Leão, o primeiro papa nascido nos Estados Unidos, enfatizou a mensagem de esperança da Páscoa como uma celebração da ressurreição de Jesus após a sua crucificação, tanto em bênção como em veneração.
“Deixemos que os nossos corações sejam transformados pelo Seu grande amor! Aqueles que têm armas, deixem-nas ir! Aqueles que têm o poder de fazer guerras, escolham a paz! Não uma paz imposta pela força, mas através do diálogo! Não por um desejo de dominar os outros, mas de enfrentá-los!” perguntou o Papa.

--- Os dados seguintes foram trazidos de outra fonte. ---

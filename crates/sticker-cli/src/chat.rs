use std::io::{self, BufRead, ErrorKind, Write};
use std::path::Path;

use anyhow::Result;
use serde_json::json;
use sticker_contracts::chat::{chat_help_commands, parse_intent, Intent};
use sticker_contracts::prompt::build_prompt;
use sticker_contracts::selection::{Choice, Selection};
use sticker_contracts::session::{PreviewSession, PreviewStatus, UploadedImage};
use sticker_engine::{describe_status, PreviewEngine, SubmitOutcome};

use crate::{build_engine, render, ChatArgs};

pub fn run_chat(args: ChatArgs) -> Result<()> {
    let engine = build_engine(&args.out, args.events.clone(), &args.provider)?;
    let mut session = PreviewSession::new();

    println!("Sticker preview session started. Type /help for commands.");
    print_form(&session);

    let stdin = io::stdin();
    let mut input = stdin.lock();
    let mut stdout = io::stdout();
    drive(&engine, &mut session, &args.out, &mut input, &mut stdout)?;

    engine.record_event(
        "session_finished",
        json!({ "status": session.status().name() }),
    );
    Ok(())
}

enum Flow {
    Continue,
    Quit,
}

/// Reads commands until EOF or `/quit`. A command that fails is reported
/// and the loop keeps going.
fn drive(
    engine: &PreviewEngine,
    session: &mut PreviewSession,
    out_dir: &Path,
    input: &mut impl BufRead,
    output: &mut impl Write,
) -> Result<()> {
    let mut line = String::new();
    loop {
        write!(output, "> ")?;
        output.flush()?;

        line.clear();
        let read = match input.read_line(&mut line) {
            Ok(read) => read,
            Err(err) if err.kind() == ErrorKind::Interrupted => continue,
            Err(err) => return Err(err.into()),
        };
        if read == 0 {
            break;
        }

        let intent = parse_intent(line.trim_end_matches(['\n', '\r']));
        match handle_intent(engine, session, out_dir, intent, output) {
            Ok(Flow::Continue) => {}
            Ok(Flow::Quit) => break,
            // The session outlives any single failed command.
            Err(err) => writeln!(output, "error: {err:#}")?,
        }
    }
    Ok(())
}

fn handle_intent(
    engine: &PreviewEngine,
    session: &mut PreviewSession,
    out_dir: &Path,
    intent: Intent,
    output: &mut impl Write,
) -> Result<Flow> {
    match intent {
        Intent::Noop => {}
        Intent::Help => {
            writeln!(output, "Commands:")?;
            for usage in chat_help_commands() {
                writeln!(output, "  {usage}")?;
            }
        }
        Intent::Quit => return Ok(Flow::Quit),
        Intent::Invalid(message) => writeln!(output, "{message}")?,
        Intent::Upload(path) => {
            if !path.is_file() {
                writeln!(output, "No such file: {}", path.display())?;
                return Ok(Flow::Continue);
            }
            let image = UploadedImage::new(path);
            engine.record_event(
                "image_uploaded",
                json!({
                    "path": image.path.to_string_lossy(),
                    "file_name": image.file_name,
                }),
            );
            writeln!(output, "Image set to {}", image.preview_ref().display())?;
            session.upload(image);
        }
        Intent::SetShape(shape) => {
            session.set_shape(shape);
            selection_changed(engine, session, output)?;
            if session.orientation_visible() {
                writeln!(
                    output,
                    "Rectangle orientation: {} (change with /orientation)",
                    session.selection().orientation.label()
                )?;
            }
        }
        Intent::SetMaterial(material) => {
            session.set_material(material);
            selection_changed(engine, session, output)?;
        }
        Intent::SetOrientation(orientation) => {
            session.set_orientation(orientation);
            if !session.orientation_visible() {
                writeln!(output, "Orientation only applies to rectangle stickers.")?;
            }
            selection_changed(engine, session, output)?;
        }
        Intent::ShowPrompt => writeln!(output, "{}", build_prompt(&session.selection()))?,
        Intent::Status => {
            print_form_to(session, output)?;
        }
        Intent::Generate => {
            if !session.can_submit() {
                writeln!(output, "Upload an image first (/upload <path>).")?;
                return Ok(Flow::Continue);
            }
            writeln!(output, "{}", describe_status(&PreviewStatus::Loading))?;
            output.flush()?;
            match engine.submit(session) {
                SubmitOutcome::Generated(preview) => {
                    let files = render::write_preview(out_dir, &preview, session, engine)?;
                    writeln!(output, "{}", describe_status(session.status()))?;
                    writeln!(output, "Preview image: {}", files.image_path.display())?;
                    writeln!(output, "Preview page: {}", files.html_path.display())?;
                }
                SubmitOutcome::Failed(_) => {
                    writeln!(output, "{}", describe_status(session.status()))?;
                }
                SubmitOutcome::Blocked(blocked) => writeln!(output, "{blocked}")?,
            }
        }
    }
    Ok(Flow::Continue)
}

fn selection_changed(
    engine: &PreviewEngine,
    session: &PreviewSession,
    output: &mut impl Write,
) -> Result<()> {
    let selection: Selection = session.selection();
    engine.record_event("selection_changed", json!({ "selection": selection }));
    writeln!(output, "Selection: {selection}")?;
    Ok(())
}

fn print_form(session: &PreviewSession) {
    let mut stdout = io::stdout();
    let _ = print_form_to(session, &mut stdout);
}

fn print_form_to(session: &PreviewSession, output: &mut impl Write) -> io::Result<()> {
    let image = session
        .image()
        .map(|image| image.preview_ref().display().to_string())
        .unwrap_or_else(|| "(none)".to_string());
    writeln!(output, "1. Image: {image}")?;
    writeln!(output, "2. Shape: {}", options_line(session.selection().shape))?;
    if session.orientation_visible() {
        writeln!(
            output,
            "   Orientation: {}",
            options_line(session.selection().orientation)
        )?;
    }
    writeln!(
        output,
        "3. Material: {}",
        options_line(session.selection().material)
    )?;
    let generate = if session.can_submit() {
        "ready"
    } else {
        "disabled"
    };
    writeln!(output, "Generate: {generate}")?;
    writeln!(output, "{}", describe_status(session.status()))?;
    Ok(())
}

/// Renders every option of a control, marking the selected one.
fn options_line<T: Choice>(selected: T) -> String {
    T::ALL
        .iter()
        .map(|value| {
            if *value == selected {
                format!("[{}]", value.label())
            } else {
                value.label().to_string()
            }
        })
        .collect::<Vec<String>>()
        .join("  ")
}

#[cfg(test)]
mod tests {
    use std::fs;
    use std::io::Cursor;

    use sticker_contracts::events::EventWriter;
    use sticker_contracts::selection::{StickerMaterial, StickerShape};
    use sticker_engine::config::GenerationConfig;

    use super::*;

    fn dryrun_engine(dir: &Path) -> Result<PreviewEngine> {
        let config = GenerationConfig {
            provider: "dryrun".to_string(),
            size: "8x8".to_string(),
            ..GenerationConfig::default()
        };
        Ok(PreviewEngine::new(
            config,
            EventWriter::new(dir.join("events.jsonl"), "s-test"),
        )?)
    }

    fn run_script(
        engine: &PreviewEngine,
        session: &mut PreviewSession,
        out_dir: &Path,
        script: &str,
    ) -> Result<String> {
        let mut input = Cursor::new(script.as_bytes().to_vec());
        let mut output = Vec::new();
        drive(engine, session, out_dir, &mut input, &mut output)?;
        Ok(String::from_utf8_lossy(&output).to_string())
    }

    #[test]
    fn generate_is_disabled_until_an_image_is_uploaded() -> Result<()> {
        let temp = tempfile::tempdir()?;
        let engine = dryrun_engine(temp.path())?;
        let mut session = PreviewSession::new();

        let transcript = run_script(&engine, &mut session, temp.path(), "/generate\n/status\n")?;
        assert!(transcript.contains("Upload an image first"));
        assert!(transcript.contains("Generate: disabled"));
        assert_eq!(session.status(), &PreviewStatus::Idle);
        Ok(())
    }

    #[test]
    fn full_session_produces_a_preview() -> Result<()> {
        let temp = tempfile::tempdir()?;
        let image = temp.path().join("logo.png");
        fs::write(&image, b"artwork")?;
        let engine = dryrun_engine(temp.path())?;
        let mut session = PreviewSession::new();

        let script = format!(
            "/upload {}\n/shape rectangle\n/orientation portrait\n/material domed\n/generate\n/quit\n/generate\n",
            image.display()
        );
        let transcript = run_script(&engine, &mut session, temp.path(), &script)?;

        assert!(transcript.contains("Rectangle orientation"));
        assert!(transcript.contains("Your sticker preview is ready"));
        assert_eq!(session.selection().shape, StickerShape::Rectangle);
        assert_eq!(session.selection().material, StickerMaterial::Domed);
        assert!(session
            .status()
            .data_url()
            .is_some_and(|url| url.starts_with("data:image/png;base64,")));
        assert!(temp.path().join("preview.html").is_file());
        assert_eq!(transcript.matches("creating your sticker").count(), 1);
        Ok(())
    }

    #[test]
    fn reupload_clears_previous_result() -> Result<()> {
        let temp = tempfile::tempdir()?;
        let image = temp.path().join("logo.png");
        fs::write(&image, b"artwork")?;
        let engine = dryrun_engine(temp.path())?;
        let mut session = PreviewSession::new();

        let script = format!(
            "/upload {path}\n/generate\n/upload {path}\n",
            path = image.display()
        );
        run_script(&engine, &mut session, temp.path(), &script)?;
        assert_eq!(session.status(), &PreviewStatus::Idle);
        assert!(session.can_submit());
        Ok(())
    }

    #[test]
    fn missing_upload_path_keeps_previous_state() -> Result<()> {
        let temp = tempfile::tempdir()?;
        let engine = dryrun_engine(temp.path())?;
        let mut session = PreviewSession::new();

        let script = format!("/upload {}\n", temp.path().join("nope.png").display());
        let transcript = run_script(&engine, &mut session, temp.path(), &script)?;
        assert!(transcript.contains("No such file"));
        assert!(session.image().is_none());
        Ok(())
    }

    #[test]
    fn failed_preview_write_keeps_the_session_running() -> Result<()> {
        let temp = tempfile::tempdir()?;
        let image = temp.path().join("logo.png");
        fs::write(&image, b"artwork")?;
        // A regular file where the output directory should be.
        let out_dir = temp.path().join("out");
        fs::write(&out_dir, b"not a directory")?;
        let engine = dryrun_engine(temp.path())?;
        let mut session = PreviewSession::new();

        let script = format!(
            "/upload {}\n/generate\n/material domed\n/status\n",
            image.display()
        );
        let transcript = run_script(&engine, &mut session, &out_dir, &script)?;

        assert!(transcript.contains("error: failed to create"));
        assert!(transcript.contains("Selection: Round / Domed (raised resin)"));
        assert!(transcript.contains("Generate: ready"));
        assert_eq!(session.selection().material, StickerMaterial::Domed);
        Ok(())
    }

    #[test]
    fn unwritable_event_log_does_not_end_the_session() -> Result<()> {
        let temp = tempfile::tempdir()?;
        let image = temp.path().join("logo.png");
        fs::write(&image, b"artwork")?;
        let events_dir = temp.path().join("events-dir");
        fs::create_dir(&events_dir)?;
        let config = GenerationConfig {
            provider: "dryrun".to_string(),
            size: "8x8".to_string(),
            ..GenerationConfig::default()
        };
        let engine = PreviewEngine::new(config, EventWriter::new(&events_dir, "s-test"))?;
        let mut session = PreviewSession::new();

        let script = format!(
            "/upload {}\n/shape square\n/generate\n",
            image.display()
        );
        let transcript = run_script(&engine, &mut session, temp.path(), &script)?;

        assert!(transcript.contains("Your sticker preview is ready"));
        assert!(!transcript.contains("error:"));
        assert_eq!(session.status().name(), "success");
        Ok(())
    }

    #[test]
    fn options_line_marks_selection() {
        assert_eq!(
            options_line(StickerShape::Square),
            "Round  [Square]  Rectangle"
        );
    }
}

Sem nomear as guerras, Leão citou o seu antecessor, o Papa Francisco, que disse aos fiéis durante a sua última aparição pública na mesma logia na Páscoa passada que “a grande sede de morte, de assassinato, testemunhamos todos os dias”.
Francisco, debilitado por uma longa doença, faleceu no dia seguinte, segunda-feira de Páscoa.